Stephen R. Heller
USDA, ARS
Building 005
Beltsville, MD 20705-2350 USA
The chemistry symposium at the 1991 London Online meeting
focuses on numeric databases in chemistry. The source of most of
the presentations this year itself speaks to the issue of the
title of this paper. Three of the four talks are from Germany, a
country which was the center of chemistry many years ago and
which has recently undergone a renaissance in this area. Today
it is one of the two leading countries with centers of chemical
information, particular numeric and factual chemical data.
Numeric data in chemistry have been compiled for many years,
with the Beilstein Handbook being one of the first compilations.
Since the early 1970's, there has been a considerable amount of
activity throughout the world in the creation and maintenance of
numeric databases in chemistry. Most of the initial activities
came from the USA, particularly the NIST Office of Standard
Reference Data (1), with some efforts being undertaken in Europe
and even a few from Japan.
The title of this paper is "The Economic Future of Numeric
Databases in Chemistry", because economics is the main problem is
in this area. The issue of the economics of numeric data in
chemistry is not new (2). The related issues of the technical
quality and the quantity of data, while both quite important,
plays a secondary role compared to the major issue of economics.

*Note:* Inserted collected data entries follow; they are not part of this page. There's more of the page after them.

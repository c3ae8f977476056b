use std::sync::{Arc, Mutex};

use anyhow::{anyhow, bail, Result};
use log::{debug, info, warn};
use tokio::{sync::watch, time::Duration};
use tokio_util::sync::CancellationToken;

use crate::{
    error::CoreError,
    history::HistoryStore,
    models::{HealingContent, HistoryLogEntry, Mood},
    settings::Settings,
    subscription::lock,
};

use super::{
    copy::LoadingCopyProvider, generator::ContentGenerator, loading::LoadingMessageCycle,
    state::SessionState,
};

/// Scoped resources of the request in flight. Every transition holds this
/// lock, which also serializes updates to the published state.
struct Resources {
    loading: Option<LoadingMessageCycle>,
    cancel: CancellationToken,
}

/// Drives mood selection, history logging and content generation.
///
/// Requests never queue: a new `select` or `refresh` supersedes the one in
/// flight, and the superseded outcome is dropped when it arrives.
#[derive(Clone)]
pub struct ContentSession {
    tx: Arc<watch::Sender<SessionState>>,
    resources: Arc<Mutex<Resources>>,
    generator: Arc<dyn ContentGenerator>,
    history: Arc<dyn HistoryStore>,
    copy: Arc<dyn LoadingCopyProvider>,
    loading_interval: Duration,
    fallback_error: Arc<str>,
}

impl ContentSession {
    pub fn new(
        generator: Arc<dyn ContentGenerator>,
        history: Arc<dyn HistoryStore>,
        copy: Arc<dyn LoadingCopyProvider>,
        settings: &Settings,
    ) -> Self {
        let (tx, _rx) = watch::channel(SessionState::new());
        Self {
            tx: Arc::new(tx),
            resources: Arc::new(Mutex::new(Resources {
                loading: None,
                cancel: CancellationToken::new(),
            })),
            generator,
            history,
            copy,
            loading_interval: settings.loading_interval(),
            fallback_error: Arc::from(settings.fallback_error_message.as_str()),
        }
    }

    pub fn subscribe(&self) -> watch::Receiver<SessionState> {
        self.tx.subscribe()
    }

    pub fn state(&self) -> SessionState {
        self.tx.borrow().clone()
    }

    pub fn is_loading(&self) -> bool {
        lock(&self.resources)
            .loading
            .as_ref()
            .map(LoadingMessageCycle::is_running)
            .unwrap_or(false)
    }

    /// Log the selection, then start generating content for `mood`.
    ///
    /// The history entry is written before the request is issued and is kept
    /// whatever the outcome. Must be called inside a Tokio runtime.
    pub fn select(&self, mood: Mood) -> HistoryLogEntry {
        let mut resources = lock(&self.resources);
        let entry = self.history.log_selection(mood);
        info!("Mood {mood} selected (history log {})", entry.id);
        self.start_request(&mut resources, mood, entry.id.clone(), false);
        entry
    }

    /// Generate again for the current mood, reusing its history entry.
    pub fn refresh(&self) -> Result<u64> {
        let mut resources = lock(&self.resources);
        let (mood, log_id) = {
            let state = self.tx.borrow();
            if state.is_pending() {
                bail!("a content request is already pending");
            }
            let mood = state.mood.ok_or_else(|| anyhow!("no mood selected"))?;
            let log_id = state
                .history_log_id
                .clone()
                .ok_or_else(|| anyhow!("no history entry for mood {mood}"))?;
            (mood, log_id)
        };

        info!("Refreshing content for {mood} (history log {log_id})");
        Ok(self.start_request(&mut resources, mood, log_id, true))
    }

    /// Return to the mood picker. Valid whenever content is on screen and no
    /// request is outstanding, including after a failed refresh.
    pub fn reset(&self) -> Result<()> {
        let _resources = lock(&self.resources);
        {
            let state = self.tx.borrow();
            if state.is_pending() {
                bail!("a content request is still pending");
            }
            if state.content.is_none() {
                bail!("no content is shown");
            }
        }
        self.tx.send_modify(SessionState::reset);
        Ok(())
    }

    /// Cancel everything in flight and return to idle. No state update from
    /// earlier requests is published after this returns.
    pub fn teardown(&self) {
        let mut resources = lock(&self.resources);
        resources.cancel.cancel();
        resources.cancel = CancellationToken::new();
        if let Some(cycle) = resources.loading.take() {
            cycle.stop();
        }
        self.tx.send_modify(SessionState::reset);
        debug!("Content session torn down");
    }

    fn start_request(
        &self,
        resources: &mut Resources,
        mood: Mood,
        log_id: String,
        keep_content: bool,
    ) -> u64 {
        let mut generation = 0;
        self.tx.send_modify(|state| {
            generation = state.begin_request(mood, log_id, keep_content);
        });

        // Replacing the cycle drops the superseded one and its timer.
        resources.loading = Some(LoadingMessageCycle::start(
            mood,
            Arc::clone(&self.copy),
            self.loading_interval,
            loading_sink(Arc::clone(&self.tx), generation),
        ));

        let token = resources.cancel.clone();
        let session = self.clone();
        tokio::spawn(async move {
            let outcome = tokio::select! {
                outcome = session.generator.generate(mood) => outcome,
                _ = token.cancelled() => {
                    debug!("Generation {generation} cancelled");
                    return;
                }
            };
            session.resolve(generation, outcome);
        });

        generation
    }

    fn resolve(&self, generation: u64, outcome: Result<HealingContent, CoreError>) {
        let mut resources = lock(&self.resources);
        let fallback = &self.fallback_error;

        let applied = self.tx.send_if_modified(|state| {
            if state.generation != generation || !state.is_pending() {
                return false;
            }
            match outcome {
                Ok(content) => state.succeed(content),
                Err(err) => {
                    warn!("Content generation failed: {err}");
                    let message = err
                        .user_message()
                        .map(str::to_string)
                        .unwrap_or_else(|| fallback.to_string());
                    state.fail(message);
                }
            }
            true
        });

        if applied {
            if let Some(cycle) = resources.loading.take() {
                cycle.stop();
            }
        } else {
            debug!("Discarding superseded response for generation {generation}");
        }
    }
}

fn loading_sink(tx: Arc<watch::Sender<SessionState>>, generation: u64) -> impl Fn(String) + Send {
    move |message| {
        tx.send_if_modified(|state| {
            if state.generation != generation || !state.is_pending() {
                return false;
            }
            state.loading_message = Some(message);
            true
        });
    }
}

The reason is that the cost of data quality, which involves
mostly highly trained and educated manual labor, is increasing
much faster than the usage of the information. When this is
coupled with a relative lack of quantity of data, in comparison
to bibliographic data, the result is that income derived from
numeric databases is quite low (3). As Weiske has pointed out
(4), "the production of factual data (numerical, structural,
reaction databases) is more expensive than that of bibliographic
databases. It is therefore understandable that various national
institutions and international institutions have been
participating in creating such datafiles." Thus it seems clear
that the costs relative to the income of numeric databases is
such that profit making companies have virtually stayed away from
this area of databases.
There are two major international scientific organizations
which are heavily involved in scientific data. The first is
CODATA (5), the Committee on Data for Science and Technology.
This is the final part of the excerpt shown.